_TASK STATEMENT_
For each line below that contains the word "width", return that line.

⟨

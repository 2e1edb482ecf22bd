use campusmap::geometry::Vec2f;
use campusmap::model::{Category, SelectedPin};
use campusmap::registry::pins_for;
use campusmap::selection::PinSelection;

#[test]
fn select_then_clear() {
    let mut sel = PinSelection::new();
    let h1 = &pins_for(Some(Category::LectureHalls))[0];
    let picked = sel.select(h1).clone();
    assert_eq!(
        picked,
        SelectedPin {
            offset: Vec2f::new(40.0, 80.0),
            label: "H1".into()
        }
    );
    sel.clear();
    assert!(sel.selected().is_none());
}

#[test]
fn reselecting_is_idempotent() {
    let mut sel = PinSelection::new();
    let h2 = &pins_for(Some(Category::LectureHalls))[1];
    sel.select(h2);
    sel.select(h2);
    assert_eq!(sel.selected().map(|s| s.label.as_str()), Some("H2"));
}

#[test]
fn selecting_another_pin_replaces() {
    let mut sel = PinSelection::new();
    let pins = pins_for(Some(Category::Libraries));
    sel.select(&pins[0]);
    sel.select(&pins[1]);
    assert_eq!(sel.selected().map(|s| s.label.as_str()), Some("Library 2"));
}

#[test]
fn retain_drops_selection_missing_from_category() {
    let mut sel = PinSelection::new();
    let dean = &pins_for(Some(Category::DeansOffice))[0];
    sel.select(dean);
    assert!(!sel.retain_for(Some(Category::DeansOffice)));
    assert!(sel.selected().is_some());
    assert!(sel.retain_for(Some(Category::Parking)));
    assert!(sel.is_empty());
    // nothing left to drop
    assert!(!sel.retain_for(None));
}
use std::fmt;
use std::str::FromStr;

use serde::{Deserialize, Serialize};

use crate::geometry::{RectF, Vec2f};

// ────────────────────────────────────────────────────────────────────────────
// Category
// ────────────────────────────────────────────────────────────────────────────

/// Facility type the map can be filtered by.
#[derive(Debug, Clone, Copy, PartialEq, Eq, Hash, PartialOrd, Ord, Serialize, Deserialize)]
pub enum Category {
    LectureHalls,
    DeansOffice,
    Libraries,
    Parking,
}

impl Category {
    /// All categories in button order.
    pub const ALL: [Category; 4] = [
        Category::LectureHalls,
        Category::DeansOffice,
        Category::Libraries,
        Category::Parking,
    ];

    /// Position inside [`Category::ALL`]. Per-category tables are indexed with this.
    pub const fn index(self) -> usize {
        match self {
            Category::LectureHalls => 0,
            Category::DeansOffice => 1,
            Category::Libraries => 2,
            Category::Parking => 3,
        }
    }

    /// Stable identifier, identical to the serde representation.
    pub const fn id(self) -> &'static str {
        match self {
            Category::LectureHalls => "LectureHalls",
            Category::DeansOffice => "DeansOffice",
            Category::Libraries => "Libraries",
            Category::Parking => "Parking",
        }
    }
}

impl fmt::Display for Category {
    fn fmt(&self, f: &mut fmt::Formatter<'_>) -> fmt::Result {
        f.write_str(self.id())
    }
}

impl FromStr for Category {
    type Err = anyhow::Error;

    /// Accepts the stable id (`LectureHalls`) as well as kebab or snake case
    /// (`lecture-halls`, `deans_office`), case-insensitively.
    fn from_str(s: &str) -> Result<Self, Self::Err> {
        let norm: String = s
            .trim()
            .chars()
            .filter(|c| !matches!(c, '-' | '_' | ' ' | '\''))
            .map(|c| c.to_ascii_lowercase())
            .collect();
        match norm.as_str() {
            "lecturehalls" | "lecturehall" | "halls" => Ok(Category::LectureHalls),
            "deansoffice" | "dean" => Ok(Category::DeansOffice),
            "libraries" | "library" => Ok(Category::Libraries),
            "parking" => Ok(Category::Parking),
            _ => anyhow::bail!("Unknown category '{}'", s),
        }
    }
}

// ────────────────────────────────────────────────────────────────────────────
// Pins
// ────────────────────────────────────────────────────────────────────────────

/// Identifies a pin by its owning category and its index in that category's
/// ordered pin sequence.
#[derive(Debug, Clone, Copy, PartialEq, Eq, Hash, Serialize, Deserialize)]
pub struct PinId {
    pub category: Category,
    pub index: usize,
}

impl PinId {
    pub fn new(category: Category, index: usize) -> Self {
        Self { category, index }
    }
}

/// A fixed map annotation for one facility.
#[derive(Debug, Clone, PartialEq, Serialize, Deserialize)]
pub struct Pin {
    /// Display text, either a short code ("H1") or a full name.
    pub label: String,
    /// Symbolic icon name. When present the marker shows the icon instead of the label.
    #[serde(default, skip_serializing_if = "Option::is_none")]
    pub icon: Option<String>,
    /// Signed distance from the map center.
    pub offset: Vec2f,
    pub category: Category,
}

/// What a pin marker draws.
#[derive(Debug, Clone, Copy, PartialEq, Eq)]
pub enum PinContent<'a> {
    Icon(&'a str),
    Text(&'a str),
}

impl Pin {
    pub fn new(category: Category, label: &str, icon: Option<&str>, x: f32, y: f32) -> Self {
        Self {
            label: label.to_string(),
            icon: icon.map(str::to_string),
            offset: Vec2f::new(x, y),
            category,
        }
    }

    pub fn content(&self) -> PinContent<'_> {
        match self.icon.as_deref() {
            Some(icon) => PinContent::Icon(icon),
            None => PinContent::Text(&self.label),
        }
    }
}

/// The currently selected pin: its offset and label.
#[derive(Debug, Clone, PartialEq, Serialize, Deserialize)]
pub struct SelectedPin {
    pub offset: Vec2f,
    pub label: String,
}

impl SelectedPin {
    /// Whether this selection was taken from `pin`.
    pub fn matches(&self, pin: &Pin) -> bool {
        self.offset == pin.offset && self.label == pin.label
    }
}

impl From<&Pin> for SelectedPin {
    fn from(pin: &Pin) -> Self {
        Self {
            offset: pin.offset,
            label: pin.label.clone(),
        }
    }
}

// ────────────────────────────────────────────────────────────────────────────
// Viewport
// ────────────────────────────────────────────────────────────────────────────

/// The rendered map container. Pin offsets are relative to its center.
#[derive(Debug, Clone, Copy, PartialEq, Serialize, Deserialize)]
pub struct Viewport {
    /// Top-left corner in screen coordinates.
    #[serde(default)]
    pub origin: Vec2f,
    pub size: Vec2f,
}

impl Viewport {
    pub fn new(origin: Vec2f, size: Vec2f) -> Self {
        Self { origin, size }
    }

    /// Viewport anchored at the screen origin.
    pub fn with_size(width: f32, height: f32) -> Self {
        Self::new(Vec2f::ZERO, Vec2f::new(width, height))
    }

    pub fn center(&self) -> Vec2f {
        Vec2f::new(
            self.origin.x + self.size.x * 0.5,
            self.origin.y + self.size.y * 0.5,
        )
    }

    pub fn rect(&self) -> RectF {
        RectF::from_min_size(self.origin, self.size)
    }

    /// Convert a center-relative offset to an absolute screen position.
    pub fn to_screen(&self, offset: Vec2f) -> Vec2f {
        self.center().add(offset)
    }
}

impl Default for Viewport {
    /// Portrait phone-sized map area.
    fn default() -> Self {
        Self::with_size(390.0, 700.0)
    }
}
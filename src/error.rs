//! Error types for the NileCare chat core

use thiserror::Error;

#[derive(Error, Debug)]
pub enum Error {
    #[error("Configuration error: {0}")]
    Configuration(String),

    #[error("Retrieval unavailable: {0}")]
    RetrievalUnavailable(String),

    #[error("Model unavailable: {0}")]
    ModelUnavailable(String),

    #[error("Timed out: {0}")]
    Timeout(String),

    #[error("Embedding error: {0}")]
    Embedding(String),

    #[error("Vector store error: {0}")]
    VectorStore(String),

    #[error("IO error: {0}")]
    IoError(#[from] std::io::Error),

    #[error("Serialization error: {0}")]
    SerializationError(String),
}

pub type Result<T> = std::result::Result<T, Error>;

impl From<serde_json::Error> for Error {
    fn from(err: serde_json::Error) -> Self {
        Error::SerializationError(err.to_string())
    }
}

impl From<serde_yaml::Error> for Error {
    fn from(err: serde_yaml::Error) -> Self {
        Error::Configuration(err.to_string())
    }
}

impl From<reqwest::Error> for Error {
    fn from(err: reqwest::Error) -> Self {
        if err.is_timeout() {
            Error::Timeout(err.to_string())
        } else {
            Error::ModelUnavailable(err.to_string())
        }
    }
}

impl From<qdrant_client::QdrantError> for Error {
    fn from(err: qdrant_client::QdrantError) -> Self {
        Error::VectorStore(err.to_string())
    }
}

impl From<tokio::time::error::Elapsed> for Error {
    fn from(err: tokio::time::error::Elapsed) -> Self {
        Error::Timeout(err.to_string())
    }
}
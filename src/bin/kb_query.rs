//! Query the knowledge base index without involving the chat model

use std::path::PathBuf;

use anyhow::Result;
use clap::Parser;
use nilecare_chat::app;
use nilecare_chat::config::{derive_storage_dir, Config};
use nilecare_chat::rag::retriever::distance_to_similarity;

#[derive(Parser)]
#[command(name = "kb_query")]
#[command(about = "Search the indexed health knowledge base")]
struct Cli {
    /// Search query
    query: String,

    /// Number of nearest records to show
    #[arg(short = 'n', long, default_value = "3")]
    limit: usize,

    /// Path to config.yml
    #[arg(short, long)]
    config: Option<PathBuf>,

    /// Knowledge base file
    #[arg(short, long, env = "NILECARE_KNOWLEDGE_FILE")]
    knowledge: Option<PathBuf>,

    /// Rebuild the index from the knowledge file first
    #[arg(long)]
    rebuild: bool,

    /// Characters of content to print per hit
    #[arg(long, default_value = "160")]
    snippet: usize,
}

fn snippet(text: &str, max_chars: usize) -> String {
    let flat = text.split_whitespace().collect::<Vec<_>>().join(" ");
    if flat.chars().count() <= max_chars {
        flat
    } else {
        let cut: String = flat.chars().take(max_chars).collect();
        format!("{}...", cut)
    }
}

#[tokio::main]
async fn main() -> Result<()> {
    dotenvy::dotenv().ok();
    let cli = Cli::parse();

    let mut config = match &cli.config {
        Some(path) => Config::load_from_file(path)?,
        None => Config::new()?,
    };
    if let Some(knowledge) = &cli.knowledge {
        config.knowledge_file = knowledge.clone();
        config.storage_dir = derive_storage_dir(knowledge);
    }

    let embedder = app::build_embedder(&config)?;
    let store = app::open_store(&config, embedder).await?;

    if cli.rebuild {
        let stored = app::ingest_knowledge(&config, store.as_ref()).await?;
        println!(
            "Indexed {} records from {}\n",
            stored,
            config.knowledge_file.display()
        );
    }

    let total = store.count().await?;
    if total == 0 {
        println!("Collection '{}' is empty. Run with --rebuild.", config.collection);
        return Ok(());
    }

    println!(
        "Searching {} records in '{}' for '{}' (threshold {:.2})\n",
        total, config.collection, cli.query, config.min_similarity
    );

    let matches = store.query(&cli.query, cli.limit).await?;
    for (idx, hit) in matches.iter().enumerate() {
        let similarity = distance_to_similarity(hit.distance);
        let marker = if similarity >= config.min_similarity {
            "✓"
        } else {
            " "
        };
        println!(
            "{} {}. {} (distance {:.3}, similarity {:.3})",
            marker,
            idx + 1,
            hit.metadata.get("title").map(String::as_str).unwrap_or("untitled"),
            hit.distance,
            similarity
        );
        println!("     {}\n", snippet(&hit.text, cli.snippet));
    }

    Ok(())
}
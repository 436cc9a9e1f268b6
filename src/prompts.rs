//! Prompt construction for grounded and ungrounded answers.
//!
//! The composer wraps every user message in an instruction before it reaches
//! the model. With evidence it restricts the model to that evidence; without
//! it the model may use general knowledge but must add a health disclaimer.
//!
//! Instruction preambles can be overridden by `grounded.md` and
//! `ungrounded.md` in a prompts directory.

use std::fmt::Write as _;
use std::path::Path;

use crate::rag::{EvidenceChunk, RetrievalResult};
use crate::{Error, Result};

pub const GROUNDED_FILE: &str = "grounded.md";
pub const UNGROUNDED_FILE: &str = "ungrounded.md";

const DEFAULT_GROUNDED: &str = "You are a helpful and informative healthcare chatbot. \
Using *only* the following information from the knowledge base, answer the user's question \
concisely and accurately. If the question cannot be answered from the provided information, \
or if it requires personalized medical advice or diagnosis, state clearly that you don't have \
enough information to answer that question and strongly suggest consulting a qualified \
healthcare professional.";

const DEFAULT_UNGROUNDED: &str = "You are a helpful and informative chatbot. Please answer \
the user's question to the best of your ability. If the question is about a specific health \
condition or requires a diagnosis, you must add a disclaimer stating that the information is \
from your general knowledge and that the user should consult a qualified healthcare \
professional for an accurate diagnosis.";

/// Evidence available for one turn.
#[derive(Debug, Clone, PartialEq)]
pub enum Evidence {
    /// At least one chunk passed the similarity threshold.
    Grounded(Vec<EvidenceChunk>),
    /// Nothing relevant was found.
    Ungrounded,
}

impl From<RetrievalResult> for Evidence {
    fn from(chunks: RetrievalResult) -> Self {
        if chunks.is_empty() {
            Evidence::Ungrounded
        } else {
            Evidence::Grounded(chunks)
        }
    }
}

impl Evidence {
    pub fn mode(&self) -> PromptMode {
        match self {
            Evidence::Grounded(_) => PromptMode::Grounded,
            Evidence::Ungrounded => PromptMode::Ungrounded,
        }
    }
}

/// Which instruction template was used.
#[derive(Debug, Clone, Copy, PartialEq, Eq, Hash)]
pub enum PromptMode {
    Grounded,
    Ungrounded,
}

impl PromptMode {
    pub fn as_str(&self) -> &'static str {
        match self {
            PromptMode::Grounded => "grounded",
            PromptMode::Ungrounded => "ungrounded",
        }
    }
}

/// Final text sent to the model as the newest user message.
#[derive(Debug, Clone, PartialEq, Eq)]
pub struct ComposedPrompt {
    pub text: String,
    pub mode: PromptMode,
}

/// Instruction preambles.
#[derive(Debug, Clone, PartialEq, Eq)]
pub struct PromptTemplates {
    pub grounded: String,
    pub ungrounded: String,
}

impl Default for PromptTemplates {
    fn default() -> Self {
        Self {
            grounded: DEFAULT_GROUNDED.to_string(),
            ungrounded: DEFAULT_UNGROUNDED.to_string(),
        }
    }
}

impl PromptTemplates {
    /// Load overrides from `dir`; missing files keep the built-in text.
    pub fn load_from_dir(dir: impl AsRef<Path>) -> Result<Self> {
        let dir = dir.as_ref();
        let mut templates = Self::default();

        if let Some(text) = read_override(&dir.join(GROUNDED_FILE))? {
            templates.grounded = text;
        }
        if let Some(text) = read_override(&dir.join(UNGROUNDED_FILE))? {
            templates.ungrounded = text;
        }

        Ok(templates)
    }
}

fn read_override(path: &Path) -> Result<Option<String>> {
    if !path.exists() {
        return Ok(None);
    }

    let text = std::fs::read_to_string(path).map_err(|e| {
        Error::Configuration(format!("Failed to load prompt {}: {}", path.display(), e))
    })?;
    let text = text.trim();
    if text.is_empty() {
        return Ok(None);
    }

    Ok(Some(text.to_string()))
}

/// Builds the model-facing prompt. Pure: same inputs, same text.
#[derive(Debug, Clone, Default)]
pub struct PromptComposer {
    templates: PromptTemplates,
}

impl PromptComposer {
    pub fn new() -> Self {
        Self::default()
    }

    pub fn with_templates(templates: PromptTemplates) -> Self {
        Self { templates }
    }

    pub fn templates(&self) -> &PromptTemplates {
        &self.templates
    }

    pub fn compose(&self, user_message: &str, evidence: &Evidence) -> ComposedPrompt {
        let mut text = String::new();

        match evidence {
            Evidence::Grounded(chunks) => {
                text.push_str(&self.templates.grounded);
                text.push_str("\n\nRelevant Information from Knowledge Base:\n");
                for (idx, chunk) in chunks.iter().enumerate() {
                    let _ = writeln!(text, "--- Document {} ---", idx + 1);
                    text.push_str(&chunk.content);
                    text.push('\n');
                }
                text.push('\n');
            }
            Evidence::Ungrounded => {
                text.push_str(&self.templates.ungrounded);
                text.push_str("\n\n");
            }
        }

        text.push_str("User's Question: ");
        text.push_str(user_message);

        ComposedPrompt {
            text,
            mode: evidence.mode(),
        }
    }
}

⟩

_WRITTEN SOLUTION_
    pub fn with_size(width: f32, height: f32) -> Self {
        Self::new(Vec2f::ZERO, Vec2f::new(width, height))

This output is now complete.